[Stored items]
= Beginning of Section =
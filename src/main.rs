mod catalog;
mod config;
mod controller;
mod earth_mesh;
mod error;
mod time;
mod trajectory;
mod ui;

use clap::Parser;
use log::error;
use crate::catalog::ElementCatalog;
use crate::config::{Args, OrbitConfig};
use crate::controller::OrbitViewController;
use crate::ui::Window;

fn main() {
    env_logger::Builder::from_env(env_logger::Env::default().default_filter_or("info")).init();

    let args = Args::parse();
    let config = OrbitConfig::from_args(&args);

    let catalog = match args.tle_file {
        Some(ref path) => ElementCatalog::load(path),
        None => ElementCatalog::fetch(&config.catalog_url),
    };

    // Without a catalog the window still opens and shows why it is empty
    let (catalog, startup_error) = match catalog {
        Ok(catalog) => (catalog, None),
        Err(startup_error) => {
            error!("{startup_error}");
            (ElementCatalog::empty(), Some(startup_error))
        }
    };

    let controller = OrbitViewController::new(catalog, &config);
    let mut window = Window::init(controller, config.dropdown_limit, startup_error);
    window.run();
}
= End of Section =
Instructions for the task: The response should consist of all the entries, reproduced word for word.

The answer:
filename src/main.rs
mod catalog;
mod config;
mod controller;
mod earth_mesh;
mod error;
mod time;
mod trajectory;
mod ui;

use clap::Parser;
use log::error;
use crate::catalog::ElementCatalog;
use crate::config::{Args, OrbitConfig};
use crate::controller::OrbitViewController;
use crate::ui::Window;

fn main() {
    env_logger::Builder::from_env(env_logger::Env::default().default_filter_or("info")).init();

    let args = Args::parse();
    let config = OrbitConfig::from_args(&args);

    let catalog = match args.tle_file {
        Some(ref path) => ElementCatalog::load(path),
        None => ElementCatalog::fetch(&config.catalog_url),
    };

    // Without a catalog the window still opens and shows why it is empty
    let (catalog, startup_error) = match catalog {
        Ok(catalog) => (catalog, None),
        Err(startup_error) => {
            error!("{startup_error}");
            (ElementCatalog::empty(), Some(startup_error))
        }
    };

    let controller = OrbitViewController::new(catalog, &config);
    let mut window = Window::init(controller, config.dropdown_limit, startup_error);
    window.run();
}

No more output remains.